Have fun with that..


----------



## Night (Oct 1, 2022)

RJARRRPCGP said:


> Well, I got another update today. Don't know if that will be the last one or not. For me, they seem to come at like the last minute! They seem to delay them for a month.





			
				Samsung said:
			
		

> And select devices launched in 2019 or later will be supported with firmware security updates for a minimum of four (4) years following their global launch, while select newer devices will receive up to five (5) years of security updates.


You can find the phone list here: https://security.samsungmobile.com/workScope.smsb
You'll also have 4 OS updates, and 5 years of security updates for a 2021/22 select models: https://www.gsmarena.com/samsung_pl...es_for_2021_and_2022_flagships-news-53070.php

On my S20 the battery drain is starting to take its toll, I've been using it more frequently for work now: Lots of emails and calls during work hours. The battery will last a day, but it will definitely need a charge at the end of the day. I've been scoping the new iPhone 14 Pro because I'd like to try new software because I've been using Android based phones since they came out. Reading the review for the 14 Pro, the battery life is mediocre at best for the price and the year of the release, Pro Max however has much better battery life, but I don't really like the increased size (always liked more compact phones), however I am aware the size of the phone is also a limitation to the battery size. To make things worse I recently bought a Galaxy Watch4 Classic that apparently isn't connectable to iOS anymore, and that's due to new WatchOS that was developed together by Google and Samsung. There were no such limitations for the Tizen OS that was featured on the Watch3 (hint: was developed by Samsung alone). Guess I'll wait for the S23 lineup after all as I'm hoping that Snapdragon 8 Gen2 will have increased efficiency thus increasing battery life, but I think it won't do much. I'll have more options to consider after S23 lineup launches.


----------



## RJARRRPCGP (Oct 2, 2022)

> Samsung said:
> And select devices launched in 2019 or later will be supported with firmware security updates for a minimum of four (4) years following their global launch, while select newer devices will receive up to five (5) years of security updates.



Good! Because my sister was like, "No! You're not getting another phone!" I can understand, especially when it's only been 3 years!


----------



## Atomic77 (Oct 2, 2022)

My Daily Driver is my brand-new iPhone 13 blue that I just received today.


----------



## lexluthermiester (Oct 2, 2022)

RJARRRPCGP said:


> Good! Because my sister was like, "No! You're not getting another phone!" I can understand, especially when it's only been 3 years!


She's got the right idea. It is extremely wasteful to replace a phone every year or two. No one should be changing phones on a whim like a lot of people do.



Atomic77 said:


> My Daily Driver is my brand-new iPhone 13 blue that I just received today.

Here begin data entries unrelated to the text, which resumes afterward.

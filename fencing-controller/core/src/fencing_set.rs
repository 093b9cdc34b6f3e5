use crate::InstanceId;
use std::{collections::BTreeSet, fmt, str::FromStr};

/// The reserved instance name that fences every instance of a cluster.
pub const WILDCARD: &str = "*";

/// The declared set of fenced instances.
///
/// Serialized as a JSON array of instance names. The single-element array
/// `["*"]` means [`FencingSet::All`]; an absent, blank or empty declaration
/// means no instance is fenced.
#[derive(Clone, Debug, PartialEq, Eq)]
pub enum FencingSet {
    Explicit(BTreeSet<InstanceId>),
    All,
}

#[derive(Debug, thiserror::Error)]
pub enum ParseError {
    #[error("fenced instances must be a JSON array of strings: {0}")]
    Json(#[from] serde_json::Error),

    #[error("the wildcard \"*\" cannot be combined with instance names")]
    MixedWildcard,

    #[error("instance names must not be empty")]
    EmptyName,
}

// === impl FencingSet ===

impl Default for FencingSet {
    fn default() -> Self {
        Self::Explicit(BTreeSet::new())
    }
}

impl FencingSet {
    pub fn none() -> Self {
        Self::default()
    }

    pub fn instances<I>(names: I) -> Self
    where
        I: IntoIterator,
        I::Item: Into<InstanceId>,
    {
        Self::Explicit(names.into_iter().map(Into::into).collect())
    }

    /// True when no instance is fenced.
    pub fn is_empty(&self) -> bool {
        matches!(self, Self::Explicit(names) if names.is_empty())
    }

    pub fn contains(&self, id: &InstanceId) -> bool {
        match self {
            Self::All => true,
            Self::Explicit(names) => names.contains(id),
        }
    }

    /// Parses the value of the declaration key. `None` means the key is absent.
    pub fn from_annotation(value: Option<&str>) -> Result<Self, ParseError> {
        let value = match value.map(str::trim) {
            None | Some("") => return Ok(Self::none()),
            Some(value) => value,
        };

        let names = serde_json::from_str::<Vec<String>>(value)?;
        if names.iter().any(|n| n == WILDCARD) {
            if names.len() != 1 {
                return Err(ParseError::MixedWildcard);
            }
            return Ok(Self::All);
        }
        if names.iter().any(|n| n.is_empty()) {
            return Err(ParseError::EmptyName);
        }

        Ok(Self::instances(names))
    }

    /// Serializes the set as the value of the declaration key, or `None` when
    /// the key should be removed.
    pub fn to_annotation(&self) -> Option<String> {
        match self {
            Self::All => Some(serde_json::Value::from(vec![WILDCARD]).to_string()),
            Self::Explicit(names) if names.is_empty() => None,
            Self::Explicit(names) => {
                let names = names.iter().map(InstanceId::as_str).collect::<Vec<_>>();
                Some(serde_json::Value::from(names).to_string())
            }
        }
    }

    /// Resolves the set against the live inventory, yielding the instances
    /// that are effectively fenced right now.
    ///
    /// `All` is resolved on every call, so instances that join the cluster
    /// after the declaration are fenced as well. Declared names that are not
    /// live are ignored.
    pub fn resolve<'a>(&self, live: impl IntoIterator<Item = &'a InstanceId>) -> BTreeSet<InstanceId> {
        live.into_iter()
            .filter(|id| self.contains(id))
            .cloned()
            .collect()
    }
}

impl FromStr for FencingSet {
    type Err = ParseError;

    fn from_str(s: &str) -> Result<Self, Self::Err> {
        Self::from_annotation(Some(s))
    }
}

impl fmt::Display for FencingSet {
    fn fmt(&self, f: &mut fmt::Formatter<'_>) -> fmt::Result {
        match self.to_annotation() {
            Some(value) => f.write_str(&value),
            None => f.write_str("[]"),
        }
    }
}

#[cfg(test)]
mod tests {
    use super::*;

    #[test]
    fn absent_and_empty_are_equivalent() {
        for value in [None, Some(""), Some("  "), Some("[]")] {
            let set = FencingSet::from_annotation(value).expect("must parse");
            assert!(set.is_empty(), "{value:?}");
            assert_eq!(set.to_annotation(), None);
        }
    }

    #[test]
    fn wildcard() {
        let set = FencingSet::from_annotation(Some(r#"["*"]"#)).unwrap();
        assert_eq!(set, FencingSet::All);
        assert_eq!(set.to_annotation().as_deref(), Some(r#"["*"]"#));

        assert!(matches!(
            FencingSet::from_annotation(Some(r#"["*", "pg-1"]"#)),
            Err(ParseError::MixedWildcard)
        ));
    }

    #[test]
    fn explicit_serializes_sorted_without_duplicates() {
        let set: FencingSet = r#"["pg-3", "pg-1", "pg-3"]"#.parse().unwrap();
        assert_eq!(set, FencingSet::instances(["pg-1", "pg-3"]));
        assert_eq!(set.to_annotation().as_deref(), Some(r#"["pg-1","pg-3"]"#));
    }

    #[test]
    fn rejects_malformed_values() {
        assert!(matches!(
            FencingSet::from_annotation(Some("pg-1")),
            Err(ParseError::Json(_))
        ));
        assert!(matches!(
            FencingSet::from_annotation(Some(r#"{"pg-1": true}"#)),
            Err(ParseError::Json(_))
        ));
        assert!(matches!(
            FencingSet::from_annotation(Some(r#"[""]"#)),
            Err(ParseError::EmptyName)
        ));
    }

    #[test]
    fn resolves_against_live_instances() {
        let live = ["pg-1", "pg-2", "pg-3"].map(InstanceId::from);

        let explicit = FencingSet::instances(["pg-2", "pg-9"]);
        assert_eq!(
            explicit.resolve(&live),
            [InstanceId::from("pg-2")].into_iter().collect()
        );

        assert_eq!(
            FencingSet::All.resolve(&live),
            live.iter().cloned().collect()
        );
        assert!(FencingSet::none().resolve(&live).is_empty());
    }
}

Not judging you with my above statement. That was a thought just throw out there..


----------



## micropage7 (Oct 2, 2022)

for now actually i try to dig phones aroun $100 to $200 to replace my old lagging one, and honestly the spec for that range is not too bad


----------



## sam_86314 (Oct 7, 2022)

Time for a post about my previous daily driver.

So from 2019 until 2021, my daily driver was an LG V40. Pretty good phone; with flagship specs (Snapdragon 845, 6GB memory), a headphone jack, and a microSD slot.

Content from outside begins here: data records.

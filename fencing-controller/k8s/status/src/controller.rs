use crate::{ControllerMetrics, STATUS_CONTROLLER_NAME};
use ahash::AHashMap as HashMap;
use kubert::lease::Claim;
use pg_fencing_controller_core::Convergence;
use pg_fencing_controller_k8s_api::{
    Api, Client, Cluster, FencingStatus, Patch, PatchParams, ResourceId,
};
use std::sync::Arc;
use tokio::{
    sync::{mpsc, watch},
    time::{self, Duration},
};

/// A cluster's latest fencing progress, or `None` once the cluster has been
/// deleted.
#[derive(Clone, Debug, PartialEq, Eq)]
pub struct Update {
    pub id: ResourceId,
    pub status: Option<FencingStatus>,
}

pub struct Controller {
    claims: watch::Receiver<Arc<Claim>>,
    client: Client,
    name: String,
    updates: mpsc::Receiver<Update>,
    patch_timeout: Duration,
    metrics: ControllerMetrics,
    published: Published,
}

/// The statuses this controller has written, so that unchanged results are not
/// patched again.
#[derive(Debug, Default)]
pub(crate) struct Published(HashMap<ResourceId, FencingStatus>);

// === impl Controller ===

impl Controller {
    pub fn new(
        claims: watch::Receiver<Arc<Claim>>,
        client: Client,
        name: String,
        updates: mpsc::Receiver<Update>,
        patch_timeout: Duration,
        metrics: ControllerMetrics,
    ) -> Self {
        Self {
            claims,
            client,
            name,
            updates,
            patch_timeout,
            metrics,
            published: Published::default(),
        }
    }

    pub async fn run(mut self) {
        let patch_params = PatchParams {
            field_manager: Some(STATUS_CONTROLLER_NAME.to_string()),
            ..Default::default()
        };

        while let Some(Update { id, status }) = self.updates.recv().await {
            let Some(status) = status else {
                self.published.forget(&id);
                continue;
            };

            // Only the lease holder writes status. When leadership is lost the
            // cache is dropped so that a later claim republishes everything.
            if !self.claims.borrow().is_current_for(&self.name) {
                tracing::debug!(%id, "Not the lease holder; skipping status update");
                self.metrics.patch_skipped.inc();
                self.published.clear();
                continue;
            }

            if !self.published.is_changed(&id, &status) {
                tracing::trace!(%id, "Status unchanged");
                continue;
            }

            let api = Api::<Cluster>::namespaced(self.client.clone(), &id.namespace);

            // A merge patch only removes map keys that are explicitly nulled, so
            // the instances currently in the resource's status must be known.
            let previous = match self.published.get(&id) {
                Some(previous) => Some(previous.clone()),
                None => match time::timeout(self.patch_timeout, api.get_status(&id.name)).await {
                    Ok(Ok(cluster)) => cluster.status.and_then(|s| s.fencing),
                    Ok(Err(error)) => {
                        tracing::error!(namespace = %id.namespace, name = %id.name, %error, "Failed to fetch Cluster status");
                        self.metrics.patch_failed.inc();
                        continue;
                    }
                    Err(_) => {
                        tracing::error!(namespace = %id.namespace, name = %id.name, "Timed out fetching Cluster status");
                        self.metrics.patch_timeout.inc();
                        continue;
                    }
                },
            };

            let patch = make_patch(previous.as_ref(), &status);
            match time::timeout(
                self.patch_timeout,
                api.patch_status(&id.name, &patch_params, &patch),
            )
            .await
            {
                Ok(Ok(_)) => {
                    tracing::debug!(%id, converged = status.converged, "Patched Cluster status");
                    self.metrics.patch_succeeded.inc();
                    self.published.record(id, status);
                }
                Ok(Err(error)) => {
                    tracing::error!(namespace = %id.namespace, name = %id.name, %error, "Failed to patch Cluster status");
                    self.metrics.patch_failed.inc();
                }
                Err(_) => {
                    tracing::error!(namespace = %id.namespace, name = %id.name, "Timed out patching Cluster status");
                    self.metrics.patch_timeout.inc();
                }
            }
        }
    }
}

// === impl Published ===

impl Published {
    pub(crate) fn is_changed(&self, id: &ResourceId, status: &FencingStatus) -> bool {
        self.0.get(id) != Some(status)
    }

    pub(crate) fn get(&self, id: &ResourceId) -> Option<&FencingStatus> {
        self.0.get(id)
    }

    pub(crate) fn record(&mut self, id: ResourceId, status: FencingStatus) {
        self.0.insert(id, status);
    }

    pub(crate) fn forget(&mut self, id: &ResourceId) {
        self.0.remove(id);
    }

    pub(crate) fn clear(&mut self) {
        self.0.clear();
    }
}

/// Renders the outcome of a reconciliation pass as the status the controller
/// publishes.
pub fn make_status(convergence: &Convergence) -> FencingStatus {
    FencingStatus {
        instances: convergence
            .states
            .iter()
            .map(|(id, state)| (id.to_string(), state.to_string()))
            .collect(),
        converged: convergence.converged,
    }
}

/// Builds the merge patch that replaces `previous` with `status`. Instances
/// that are no longer reported are set to `null`, which removes them.
pub(crate) fn make_patch(
    previous: Option<&FencingStatus>,
    status: &FencingStatus,
) -> Patch<serde_json::Value> {
    let mut instances = serde_json::Map::new();
    for name in previous.into_iter().flat_map(|p| p.instances.keys()) {
        if !status.instances.contains_key(name) {
            instances.insert(name.clone(), serde_json::Value::Null);
        }
    }
    for (name, state) in &status.instances {
        instances.insert(name.clone(), state.clone().into());
    }

    Patch::Merge(serde_json::json!({
        "status": {
            "fencing": {
                "instances": instances,
                "converged": status.converged,
            },
        },
    }))
}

In mid-2021, the fingerprint scanner stopped working. Taking it out of its case, I saw that the back cover was popping off. The battery had expanded.

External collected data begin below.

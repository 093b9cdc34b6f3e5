use std::fmt;

/// Identifies a namespaced resource.
#[derive(Clone, Debug, Eq, Hash, PartialEq, PartialOrd, Ord)]
pub struct ResourceId {
    pub namespace: String,
    pub name: String,
}

impl ResourceId {
    pub fn new(namespace: impl Into<String>, name: impl Into<String>) -> Self {
        Self {
            namespace: namespace.into(),
            name: name.into(),
        }
    }
}

impl fmt::Display for ResourceId {
    fn fmt(&self, f: &mut fmt::Formatter<'_>) -> fmt::Result {
        write!(f, "{}/{}", self.namespace, self.name)
    }
}
use crate::{ClusterEntry, ClusterResource, Index};
use pg_fencing_controller_k8s_api::{Cluster, ResourceExt, ResourceId};

impl kubert::index::IndexNamespacedResource<Cluster> for Index {
    fn apply(&mut self, cluster: Cluster) {
        let namespace = cluster.namespace().expect("Cluster must have a namespace");
        let name = cluster.name_unchecked();
        let id = ResourceId::new(namespace, name);

        let resource = ClusterResource {
            fenced_instances: cluster.fenced_instances().map(str::to_string),
            current_primary: cluster.current_primary().map(str::to_string),
        };

        // Status updates published by the controller itself (and unrelated
        // spec changes) don't warrant another pass.
        let entry = self.clusters.entry(id.clone()).or_insert_with(ClusterEntry::default);
        if entry.resource.as_ref() == Some(&resource) {
            return;
        }
        tracing::debug!(
            %id,
            fenced_instances = ?resource.fenced_instances,
            current_primary = ?resource.current_primary,
            "Cluster updated",
        );
        entry.resource = Some(resource);
        self.trigger(id);
    }

    fn delete(&mut self, namespace: String, name: String) {
        let id = ResourceId::new(namespace, name);
        let Some(entry) = self.clusters.get_mut(&id) else {
            return;
        };
        if entry.resource.take().is_some() {
            tracing::debug!(%id, "Cluster deleted");
            self.gc(&id);
            self.trigger(id);
        }
    }

    // Since apply only reindexes a single Cluster at a time, there's no need
    // to handle resets specially.
}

Not a problem, I'll just pick up a new battery on iFixit and replace it. That was until I tried to remove the old battery. While prying it out (it was held down with way too much adhesive), I just barely nicked the back of the display, and...






...the sadness began. A magenta line appeared on the screen and a patch of dead pixels appeared where I nicked it. I ended up getting my hands on another V40 thanks to TPU being such an incredible community, and that held me over until I could get my current daily driver, a Google Pixel 5a.


Unfortunately, recently the replacement V40's battery also expanded and met a similar fate when I tried to replace it, though that time I tried using 91% isopropanol to remove the battery. That worked really well, but I guess I got it in places it shouldn't have gone, and the screen died shortly after I reassembled it (something on the lower portion gets extremely hot, probably the driver board).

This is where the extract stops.